Le baptême se fait donc en référence directe avec une confession exprimée par celui qui en fait la demande. Il ne s’agit pas de vérifier par toute une batterie de tests rationnels, théologiques et spirituels, que la personne a bien effectivement été convertie. Ce qui est premier, c’est ce qui est exprimé concernant la promesse de Dieu.
Un être artificiel qui demanderait le baptême serait donc au bénéfice de cette même réalité : « Celui qui croit en moi… » !
Les robots, sauvés de quoi ?
Bien sûr si certains d’entre vous se sont posé ces questions, vous êtes peut-êtres arrivés à la question suivante. Attention, ça va se compliquer un peu !
Soyons fous, et imaginons qu’un être artificiel vient demander le baptême parce qu’il a commencé à croire en Dieu, et en Christ. Fidèle à ce signe de promesse qu’est le baptême, le pasteur accepte.
Mais attendez ! Le baptême c’est le signe de la promesse… du salut. Salut ? Mais sauvés de quoi ? La foi chrétienne répond par un mot : le péché. La séparation d’avec Dieu qui change radicalement tout ce que nous sommes et qui en fin de compte nous détruit et nous met sous le jugement du seul Dieu juste et bon. On pourrait résumer en disant que nous avons besoin d’être sauvés parce que nous sommes tous pécheurs.

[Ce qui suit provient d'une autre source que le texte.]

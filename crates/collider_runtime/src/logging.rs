//! Subscriber setup for binaries.
//!
//! Library crates only emit `tracing` events. A binary calls [`init`] once
//! to print them to stderr.

use tracing_subscriber::EnvFilter;

/// Default filter when `RUST_LOG` is unset.
pub const DEFAULT_FILTER: &str = "info";

/// Filter used by `--quiet`: diagnostics only.
pub const QUIET_FILTER: &str = "warn";

/// Installs a stderr fmt subscriber filtered by `RUST_LOG`, falling back to
/// `default_filter`.
///
/// Returns false if a global subscriber was already installed.
pub fn init(default_filter: &str) -> bool {
    let filter =
        EnvFilter::try_from_default_env().unwrap_or_else(|_| EnvFilter::new(default_filter));
    tracing_subscriber::fmt()
        .with_env_filter(filter)
        .with_writer(std::io::stderr)
        .with_target(false)
        .try_init()
        .is_ok()
}
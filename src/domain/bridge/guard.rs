//! Input guards applied before any upstream call is made.

use serde::{Deserialize, Serialize};

/// Pre-flight check on the caller's text.
///
/// A rejected input is answered with a fixed instruction and never reaches
/// the assistants API.
#[derive(Debug, Clone, PartialEq, Eq, Default, Serialize, Deserialize)]
#[serde(tag = "type", rename_all = "snake_case")]
pub enum InputGuard {
    /// Every non-empty input is accepted.
    #[default]
    None,
    /// Input must start with `prefix` and contain `required` somewhere.
    PrefixAndSubstring {
        prefix: String,
        required: String,
        instruction: String,
    },
}

/// Result of running a guard.
#[derive(Debug, Clone, PartialEq, Eq)]
pub enum GuardOutcome {
    Accept,
    /// Carries the instruction text to return to the caller.
    Reject(String),
}

impl InputGuard {
    /// Checks `text` against the guard.
    pub fn check(&self, text: &str) -> GuardOutcome {
        match self {
            InputGuard::None => GuardOutcome::Accept,
            InputGuard::PrefixAndSubstring {
                prefix,
                required,
                instruction,
            } => {
                if text.starts_with(prefix.as_str()) && text.contains(required.as_str()) {
                    GuardOutcome::Accept
                } else {
                    GuardOutcome::Reject(instruction.clone())
                }
            }
        }
    }

    /// Returns true if this guard can reject anything.
    pub fn is_active(&self) -> bool {
        !matches!(self, InputGuard::None)
    }
}

#[cfg(test)]
mod tests {
    use super::*;
    use proptest::prelude::*;

    fn equation_guard() -> InputGuard {
        InputGuard::PrefixAndSubstring {
            prefix: "Solve:".to_string(),
            required: "=".to_string(),
            instruction: "send `Solve: <equation>`".to_string(),
        }
    }

    #[test]
    fn none_accepts_everything() {
        assert_eq!(InputGuard::None.check("anything"), GuardOutcome::Accept);
        assert!(!InputGuard::None.is_active());
    }

    #[test]
    fn accepts_prefixed_text_with_required_substring() {
        assert_eq!(equation_guard().check("Solve: 2x + 3 = 7"), GuardOutcome::Accept);
    }

    #[test]
    fn rejects_missing_prefix() {
        assert_eq!(
            equation_guard().check("2x + 3 = 7"),
            GuardOutcome::Reject("send `Solve: <equation>`".to_string())
        );
    }

    #[test]
    fn rejects_missing_substring() {
        assert!(matches!(
            equation_guard().check("Solve: 2x + 3"),
            GuardOutcome::Reject(_)
        ));
    }

    #[test]
    fn deserializes_from_tagged_yaml() {
        let yaml = "type: prefix_and_substring\nprefix: 'Solve:'\nrequired: '='\ninstruction: nope\n";
        let guard: InputGuard = serde_yaml::from_str(yaml).unwrap();
        assert!(guard.is_active());
    }

    proptest! {
        #[test]
        fn unprefixed_input_is_always_rejected(text in "[^S].*") {
            prop_assert!(matches!(equation_guard().check(&text), GuardOutcome::Reject(_)));
        }

        #[test]
        fn input_without_equals_is_always_rejected(rest in "[^=]*") {
            let text = format!("Solve:{}", rest);
            prop_assert!(matches!(equation_guard().check(&text), GuardOutcome::Reject(_)));
        }
    }
}
//! Incremental Server-Sent Events decoder.
//!
//! Network chunks do not respect line boundaries, so bytes are buffered until
//! a full line is available. Frames are dispatched on a blank line:
//!
//! ```text
//! event: thread.message.delta
//! data: {"delta":{"content":[...]}}
//!
//! ```

/// One dispatched SSE frame.
#[derive(Debug, Clone, PartialEq, Eq)]
pub struct SseFrame {
    pub event: Option<String>,
    pub data: String,
}

/// Stateful decoder fed with raw body chunks.
#[derive(Debug, Default)]
pub struct SseDecoder {
    buffer: Vec<u8>,
    event: Option<String>,
    data: Vec<String>,
}

impl SseDecoder {
    pub fn new() -> Self {
        Self::default()
    }

    /// Feeds a chunk and returns every frame it completed.
    pub fn push(&mut self, chunk: &[u8]) -> Vec<SseFrame> {
        self.buffer.extend_from_slice(chunk);

        let mut frames = Vec::new();
        while let Some(pos) = self.buffer.iter().position(|b| *b == b'\n') {
            let raw: Vec<u8> = self.buffer.drain(..=pos).collect();
            let line = String::from_utf8_lossy(&raw);
            let line = line.trim_end_matches(['\n', '\r']);
            if let Some(frame) = self.process_line(line) {
                frames.push(frame);
            }
        }
        frames
    }

    fn process_line(&mut self, line: &str) -> Option<SseFrame> {
        if line.is_empty() {
            return self.dispatch();
        }
        if line.starts_with(':') {
            return None;
        }

        let (field, value) = match line.split_once(':') {
            Some((field, value)) => (field, value.strip_prefix(' ').unwrap_or(value)),
            None => (line, ""),
        };
        match field {
            "event" => self.event = Some(value.to_string()),
            "data" => self.data.push(value.to_string()),
            _ => {}
        }
        None
    }

    fn dispatch(&mut self) -> Option<SseFrame> {
        let event = self.event.take();
        if self.data.is_empty() {
            return None;
        }
        let data = std::mem::take(&mut self.data).join("\n");
        Some(SseFrame { event, data })
    }
}
impl OpenAIAssistantsClient {
    /// Creates a new client with the given configuration.
    pub fn new(config: OpenAIConfig) -> Result<Self, AssistantError> {
        // No client-wide timeout: it would also cut off long streaming bodies.
        let client = Client::builder()
            .connect_timeout(config.connect_timeout)
            .build()
            .map_err(|e| AssistantError::network(format!("failed to build HTTP client: {}", e)))?;

        Ok(Self { config, client })
    }

    fn url(&self, path: &str) -> String {
        format!("{}{}", self.config.base_url, path)
    }

    /// Builds an authenticated request against the assistants API.
    fn request(&self, method: Method, path: &str) -> RequestBuilder {
        self.client
            .request(method, self.url(path))
            .header("Authorization", format!("Bearer {}", self.config.api_key()))
            .header("OpenAI-Beta", "assistants=v2")
    }

    /// Sends a request and maps transport failures.
    async fn send(&self, builder: RequestBuilder) -> Result<Response, AssistantError> {
        let response = builder.send().await.map_err(|e| {
            if e.is_timeout() {
                AssistantError::Timeout {
                    timeout_secs: self.config.timeout.as_secs() as u32,
                }
            } else if e.is_connect() {
                AssistantError::network(format!("Connection failed: {}", e))
            } else {
                AssistantError::network(e.to_string())
            }
        })?;

        Self::handle_response_status(response).await
    }

    /// Parses the API response status and handles errors.
    async fn handle_response_status(response: Response) -> Result<Response, AssistantError> {
        let status = response.status();

        if status.is_success() {
            return Ok(response);
        }

        let error_body = response.text().await.unwrap_or_default();

        match status.as_u16() {
            401 | 403 => Err(AssistantError::AuthenticationFailed),
            404 => Err(AssistantError::NotFound(Self::error_message(&error_body))),
            429 => Err(AssistantError::rate_limited(Self::parse_retry_after(&error_body))),
            400 | 422 => Err(AssistantError::InvalidRequest(Self::error_message(&error_body))),
            500..=599 => Err(AssistantError::unavailable(format!(
                "Server error {}: {}",
                status, error_body
            ))),
            _ => Err(AssistantError::network(format!(
                "Unexpected status {}: {}",
                status, error_body
            ))),
        }
    }

    /// Extracts `error.message` from an error body, or returns it whole.
    fn error_message(error_body: &str) -> String {
        serde_json::from_str::<ApiErrorBody>(error_body)
            .ok()
            .and_then(|body| body.error.message)
            .unwrap_or_else(|| error_body.to_string())
    }

    /// Parses retry-after from error response.
    fn parse_retry_after(error_body: &str) -> u32 {
        let message = Self::error_message(error_body);
        if let Some(idx) = message.find("try again in ") {
            let rest = &message[idx + 13..];
            let digits: String = rest.chars().take_while(|c| c.is_ascii_digit()).collect();
            if let Ok(secs) = digits.parse::<u32>() {
                return secs;
            }
        }
        30
    }

    async fn parse_json<T: DeserializeOwned>(response: Response) -> Result<T, AssistantError> {
        response
            .json()
            .await
            .map_err(|e| AssistantError::parse(format!("Failed to parse response: {}", e)))
    }

    async fn post_json<B, T>(&self, path: &str, body: &B) -> Result<T, AssistantError>
    where
        B: Serialize + ?Sized,
        T: DeserializeOwned,
    {
        let builder = self
            .request(Method::POST, path)
            .timeout(self.config.timeout)
            .json(body);
        let response = self.send(builder).await?;
        Self::parse_json(response).await
    }

    async fn get_json<T: DeserializeOwned>(
        &self,
        path: &str,
        query: &[(&str, String)],
    ) -> Result<T, AssistantError> {
        let builder = self
            .request(Method::GET, path)
            .timeout(self.config.timeout)
            .query(query);
        let response = self.send(builder).await?;
        Self::parse_json(response).await
    }
}
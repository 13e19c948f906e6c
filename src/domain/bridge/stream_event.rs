//! Events emitted by a streaming run, reduced to what the bridge consumes.

/// One event from a streaming run, in upstream emission order.
#[derive(Debug, Clone, PartialEq, Eq)]
pub enum RunStreamEvent {
    /// A new assistant text block began, possibly with initial text.
    TextCreated { text: String },
    /// Incremental assistant text.
    TextDelta { text: String },
    /// The run started a tool call. Logged only.
    ToolCallCreated { kind: ToolCallKind },
    /// Incremental code-interpreter input and output.
    ToolCallDelta(CodeInterpreterDelta),
    /// The run completed.
    End,
    /// The run ended without completing, or the stream reported an error.
    Failed { reason: String },
}

impl RunStreamEvent {
    pub fn text_created(text: impl Into<String>) -> Self {
        Self::TextCreated { text: text.into() }
    }

    pub fn text_delta(text: impl Into<String>) -> Self {
        Self::TextDelta { text: text.into() }
    }

    pub fn failed(reason: impl Into<String>) -> Self {
        Self::Failed {
            reason: reason.into(),
        }
    }

    /// Short event name for logging.
    pub fn kind(&self) -> &'static str {
        match self {
            RunStreamEvent::TextCreated { .. } => "text_created",
            RunStreamEvent::TextDelta { .. } => "text_delta",
            RunStreamEvent::ToolCallCreated { .. } => "tool_call_created",
            RunStreamEvent::ToolCallDelta(_) => "tool_call_delta",
            RunStreamEvent::End => "end",
            RunStreamEvent::Failed { .. } => "failed",
        }
    }
}

/// Kind of tool a run invoked.
#[derive(Debug, Clone, PartialEq, Eq)]
pub enum ToolCallKind {
    CodeInterpreter,
    FileSearch,
    Function { name: String },
    Other(String),
}

impl std::fmt::Display for ToolCallKind {
    fn fmt(&self, f: &mut std::fmt::Formatter<'_>) -> std::fmt::Result {
        match self {
            ToolCallKind::CodeInterpreter => f.write_str("code_interpreter"),
            ToolCallKind::FileSearch => f.write_str("file_search"),
            ToolCallKind::Function { name } => write!(f, "function:{}", name),
            ToolCallKind::Other(kind) => f.write_str(kind),
        }
    }
}

/// Fragment of a code-interpreter tool call.
#[derive(Debug, Clone, Default, PartialEq, Eq)]
pub struct CodeInterpreterDelta {
    /// Source code fragment.
    pub input: Option<String>,
    /// Outputs produced so far, in order.
    pub outputs: Vec<CodeOutput>,
}

impl CodeInterpreterDelta {
    pub fn input(code: impl Into<String>) -> Self {
        Self {
            input: Some(code.into()),
            outputs: Vec::new(),
        }
    }

    pub fn with_output(mut self, output: CodeOutput) -> Self {
        self.outputs.push(output);
        self
    }
}

/// Output of a code-interpreter call.
#[derive(Debug, Clone, PartialEq, Eq)]
pub enum CodeOutput {
    /// Text written to the interpreter log.
    Logs(String),
    /// A generated image; not textual.
    Image { file_id: String },
}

Et là nous avons apparemment un autre problème. Les robots… ils seraient pécheurs ou pas ? Non, parce qu’a priori, ce n’est pas eux qui se sont séparés de Dieu, mais nous. Les êtres humains. Les robots, eux, ils n’ont rien demandé ! D’un côté, c’est vrai. D’un autre côté, nous pouvons nous demander si, parce qu’ils seraient intrinsèquement liés à leur créateur immédiat (les êtres humains), nous pouvons nous demander s’ils ne refléteraient pas notre nature. Ne seraient-ils finalement pas à notre image ?
Et si c’était le cas, ne seraient-ils pas une image affectée radicalement par ce même mal interne. Le péché ? C’est en tous cas possible. Même vraisemblable.

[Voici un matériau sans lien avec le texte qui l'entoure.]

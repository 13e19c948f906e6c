//! HTTP adapters - REST API implementations.

pub mod bridge;
pub mod middleware;

// Re-export key types for convenience
pub use bridge::{bridge_router, with_static_files, EndpointState};
//! Data transfer objects for bridge HTTP endpoints.

use serde::{Deserialize, Serialize};

use crate::domain::bridge::InputField;

// ═══════════════════════════════════════════════════════════════════════════
// Request DTOs
// ═══════════════════════════════════════════════════════════════════════════

/// Body of a bridge request.
///
/// Only the field named by the endpoint's profile is read; the other is
/// ignored if present.
#[derive(Debug, Clone, Default, Serialize, Deserialize)]
pub struct BridgeRequest {
    pub message: Option<String>,
    pub equation: Option<String>,
}

impl BridgeRequest {
    /// Takes the text carried in `field`.
    pub fn into_field(self, field: InputField) -> Option<String> {
        match field {
            InputField::Message => self.message,
            InputField::Equation => self.equation,
        }
    }
}

// ═══════════════════════════════════════════════════════════════════════════
// Response DTOs
// ═══════════════════════════════════════════════════════════════════════════

/// Successful reply, including guard instructions.
#[derive(Debug, Clone, PartialEq, Eq, Serialize, Deserialize)]
pub struct BridgeResponse {
    pub response: String,
}

/// Error body.
#[derive(Debug, Clone, PartialEq, Eq, Serialize, Deserialize)]
pub struct ErrorResponse {
    /// Short category
    pub error: String,
    /// Human-readable cause
    pub details: String,
}

impl ErrorResponse {
    pub fn bad_request(details: impl Into<String>) -> Self {
        Self {
            error: "invalid request".to_string(),
            details: details.into(),
        }
    }

    pub fn internal(details: impl Into<String>) -> Self {
        Self {
            error: "An error occurred".to_string(),
            details: details.into(),
        }
    }

    pub fn deadline_exceeded(details: impl Into<String>) -> Self {
        Self {
            error: "deadline exceeded".to_string(),
            details: details.into(),
        }
    }
}
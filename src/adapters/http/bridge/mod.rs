//! Bridge HTTP adapter - one POST endpoint per endpoint profile.

pub mod dto;
pub mod handlers;
pub mod routes;

pub use dto::{BridgeRequest, BridgeResponse, ErrorResponse};
pub use handlers::{bridge_message, BridgeApiError, EndpointState};
pub use routes::{bridge_router, with_static_files};
//! Endpoint profiles: everything that distinguishes one bridge endpoint from
//! another.
//!
//! Each profile names the route, the JSON field carrying the caller's text,
//! the assistant definition created per request, the input guard, the
//! response strategy, and the CORS allow-list. The built-in catalog ships the
//! four stock endpoints; a YAML file can replace it.

use std::collections::HashSet;
use std::path::{Path, PathBuf};

use serde::{Deserialize, Serialize};
use thiserror::Error;

use super::guard::InputGuard;
use super::request::InputField;

/// Origins the stock endpoints accept cross-origin requests from.
pub const DEFAULT_CORS_ORIGINS: &[&str] = &[
    "https://port-0-test-back-lxlts66g89582f3b.sel5.cloudtype.app",
    "https://web-test-front-lxlts66g89582f3b.sel5.cloudtype.app",
    "http://localhost:3000",
];

/// How the bridge waits for the upstream run.
#[derive(Debug, Clone, Copy, PartialEq, Eq, Hash, Serialize, Deserialize)]
#[serde(rename_all = "lowercase")]
pub enum ResponseStrategy {
    /// Create a run and re-fetch its status until it completes.
    Poll,
    /// Start a streaming run and fold its events.
    Stream,
}

/// Tool enabled on the per-request assistant.
#[derive(Debug, Clone, Copy, PartialEq, Eq, Hash, Serialize, Deserialize)]
#[serde(tag = "type", rename_all = "snake_case")]
pub enum AssistantTool {
    CodeInterpreter,
    FileSearch,
}

/// Configuration of one bridge endpoint.
#[derive(Debug, Clone, PartialEq, Eq, Serialize, Deserialize)]
pub struct EndpointProfile {
    /// Short name used in logs.
    pub name: String,
    /// HTTP path, e.g. `/cat`.
    pub route: String,
    #[serde(default)]
    pub input_field: InputField,
    /// Name given to the upstream assistant.
    pub assistant_name: String,
    /// System instructions for the upstream assistant.
    pub instructions: String,
    /// Model override; the configured default is used when absent.
    #[serde(default)]
    pub model: Option<String>,
    #[serde(default)]
    pub tools: Vec<AssistantTool>,
    #[serde(default)]
    pub guard: InputGuard,
    pub strategy: ResponseStrategy,
    /// Allowed CORS origins; the server-wide list is used when empty.
    #[serde(default)]
    pub cors_origins: Vec<String>,
}

impl EndpointProfile {
    /// Model to use, falling back to `default_model`.
    pub fn model_or<'a>(&'a self, default_model: &'a str) -> &'a str {
        self.model.as_deref().unwrap_or(default_model)
    }

    /// Cat persona answering by polling.
    pub fn cat() -> Self {
        Self {
            name: "cat".to_string(),
            route: "/cat".to_string(),
            input_field: InputField::Message,
            assistant_name: "고양이임".to_string(),
            instructions: "너는 고양이야. 너의 품종은 암컷 샴고양이고 3살이야. 고양이로써 인간에게 대답해야해. 대답의 끝은 냥으로 끝나야해. ".to_string(),
            model: None,
            tools: Vec::new(),
            guard: InputGuard::None,
            strategy: ResponseStrategy::Poll,
            cors_origins: default_origins(),
        }
    }

    /// Pessimist persona answering by polling.
    pub fn negative() -> Self {
        Self {
            name: "negative".to_string(),
            route: "/negative".to_string(),
            input_field: InputField::Message,
            assistant_name: "부정이".to_string(),
            instructions: "너는 모든 일에 부정적인 사람이야. 어떤 질문을 받아도 비관적이고 회의적인 시각으로 대답해야해.".to_string(),
            model: None,
            tools: Vec::new(),
            guard: InputGuard::None,
            strategy: ResponseStrategy::Poll,
            cors_origins: default_origins(),
        }
    }

    /// Math tutor with the code interpreter, streaming, guarded input.
    pub fn solve_equation() -> Self {
        Self {
            name: "solve-equation".to_string(),
            route: "/solve-equation".to_string(),
            input_field: InputField::Equation,
            assistant_name: "Math Tutor".to_string(),
            instructions: "You are a personal math tutor. Solve the equation step by step. Write and run code to verify the answer, and explain each step briefly.".to_string(),
            model: None,
            tools: vec![AssistantTool::CodeInterpreter],
            guard: InputGuard::PrefixAndSubstring {
                prefix: "Solve:".to_string(),
                required: "=".to_string(),
                instruction: "Please send your equation as `Solve: <equation>`, for example `Solve: 2x + 3 = 7`.".to_string(),
            },
            strategy: ResponseStrategy::Stream,
            cors_origins: default_origins(),
        }
    }

    /// General assistant, streaming.
    pub fn get_response() -> Self {
        Self {
            name: "get-response".to_string(),
            route: "/get-response".to_string(),
            input_field: InputField::Message,
            assistant_name: "Assistant".to_string(),
            instructions: "You are a helpful assistant. Answer clearly and concisely.".to_string(),
            model: None,
            tools: Vec::new(),
            guard: InputGuard::None,
            strategy: ResponseStrategy::Stream,
            cors_origins: default_origins(),
        }
    }
}

fn default_origins() -> Vec<String> {
    DEFAULT_CORS_ORIGINS.iter().map(|o| o.to_string()).collect()
}

/// Errors loading or validating an endpoint catalog.
#[derive(Debug, Error)]
pub enum CatalogError {
    #[error("failed to read endpoint catalog {path}: {source}")]
    Io {
        path: PathBuf,
        #[source]
        source: std::io::Error,
    },

    #[error("invalid endpoint catalog: {0}")]
    Yaml(#[from] serde_yaml::Error),

    #[error("endpoint catalog is empty")]
    Empty,

    #[error("route `{0}` must start with '/'")]
    InvalidRoute(String),

    #[error("route `{0}` is declared more than once")]
    DuplicateRoute(String),

    #[error("endpoint `{0}` has no instructions")]
    MissingInstructions(String),
}

/// The set of endpoints the server exposes.
#[derive(Debug, Clone, PartialEq, Eq, Serialize, Deserialize)]
pub struct EndpointCatalog {
    pub endpoints: Vec<EndpointProfile>,
}

impl Default for EndpointCatalog {
    fn default() -> Self {
        Self::builtin()
    }
}

impl EndpointCatalog {
    /// The four stock endpoints.
    pub fn builtin() -> Self {
        Self {
            endpoints: vec![
                EndpointProfile::cat(),
                EndpointProfile::negative(),
                EndpointProfile::solve_equation(),
                EndpointProfile::get_response(),
            ],
        }
    }

    /// Parses and validates a YAML catalog.
    pub fn from_yaml_str(yaml: &str) -> Result<Self, CatalogError> {
        let catalog: Self = serde_yaml::from_str(yaml)?;
        catalog.validate()?;
        Ok(catalog)
    }

    /// Reads a YAML catalog from disk.
    pub fn load(path: impl AsRef<Path>) -> Result<Self, CatalogError> {
        let path = path.as_ref();
        let yaml = std::fs::read_to_string(path).map_err(|source| CatalogError::Io {
            path: path.to_path_buf(),
            source,
        })?;
        Self::from_yaml_str(&yaml)
    }

    pub fn validate(&self) -> Result<(), CatalogError> {
        if self.endpoints.is_empty() {
            return Err(CatalogError::Empty);
        }

        let mut seen = HashSet::new();
        for profile in &self.endpoints {
            if !profile.route.starts_with('/') {
                return Err(CatalogError::InvalidRoute(profile.route.clone()));
            }
            if !seen.insert(profile.route.as_str()) {
                return Err(CatalogError::DuplicateRoute(profile.route.clone()));
            }
            if profile.instructions.trim().is_empty() {
                return Err(CatalogError::MissingInstructions(profile.name.clone()));
            }
        }
        Ok(())
    }

    /// Looks up a profile by route.
    pub fn get(&self, route: &str) -> Option<&EndpointProfile> {
        self.endpoints.iter().find(|p| p.route == route)
    }

    pub fn iter(&self) -> impl Iterator<Item = &EndpointProfile> {
        self.endpoints.iter()
    }
}
//! Configuration error types

use thiserror::Error;

/// Errors that can occur during configuration loading
#[derive(Debug, Error)]
pub enum ConfigError {
    #[error("Configuration loading failed: {0}")]
    LoadError(#[from] config::ConfigError),

    #[error("Validation failed: {0}")]
    ValidationFailed(#[from] ValidationError),
}

/// Errors that can occur during configuration validation
#[derive(Debug, Error, PartialEq, Eq)]
pub enum ValidationError {
    #[error("Required configuration missing: {0}")]
    MissingRequired(&'static str),

    #[error("Invalid port number")]
    InvalidPort,

    #[error("Invalid socket address: {0}")]
    InvalidSocketAddr(String),

    #[error("Invalid request timeout")]
    InvalidTimeout,

    #[error("Poll interval must be greater than zero")]
    InvalidPollInterval,

    #[error("Run deadline must be longer than the poll interval")]
    InvalidRunDeadline,

    #[error("Invalid API base URL: {0}")]
    InvalidBaseUrl(String),

    #[error("Invalid CORS origin: {0}")]
    InvalidCorsOrigin(String),
}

Mais les robots, ils ont une âme ?
Vous m’avez suivi jusque là ? On arrive à un dernier problème.
OK les robots seraient aussi pécheurs. Donc ils auraient aussi besoin d’être sauvés. Ils pourraient alors croire en Christ afin d’être sauvés. Et dans ce cas ils demanderaient le baptême, signe de la promesse du salut final en Christ.
OK, c’est super. Mais attendez… Pour être sauvé, il faut pas avoir une âme? C’est pas ça qu’ont entend d’habitude ? Sauver les âmes ? Le corps est détruit mais l’âme vit éternellement avec Dieu ?
C’est vrai que les chrétiens ont souvent donnés l’impression que la seule chose qui comptait c’était de sauver les âmes… et, ma foi, le reste de la personne humaine, bof ! Le corps ne comptait pas vraiment. On ne se plongera pas dans la question de savoir si cette impression est fausse ou pas. Mais c’est une impression que beaucoup ont eue.
La foi chrétienne affirme, en contradiction avec cette impression, que Dieu va nous sauver. Nous. En tant que personne : et cela inclut le corps et l’âme. En effet si nous pouvons distinguer ces deux concepts, nous ne pouvons jamais totalement les séparer. Le corps ne peut vraiment se penser sans l’âme. L’âme ne peut pas avoir de sens sans le corps.
Mais alors qu’est-ce que l’âme ? Question assez complexe, alors on va être obligé de simplifier. On a souvent dit en théologie que l’âme était le siège, le centre de la personnalité et de la volonté. C’est un peu abstrait. Oui forcément : l’âme c’est pas un morceau de notre corps qu’on pourrait toucher. Et pourtant c’est une dimension nécessaire de qui nous sommes. Notre volonté, par exemple, ne peut pas se résumer aux processus chimiques de notre cerveau. Pas plus que notre personnalité ne peut se réduire à une expression génétique ou à une somme d’« informations ». Il y a une dimension irréductible à qui nous sommes en tant que personnalités individuelles : l’âme.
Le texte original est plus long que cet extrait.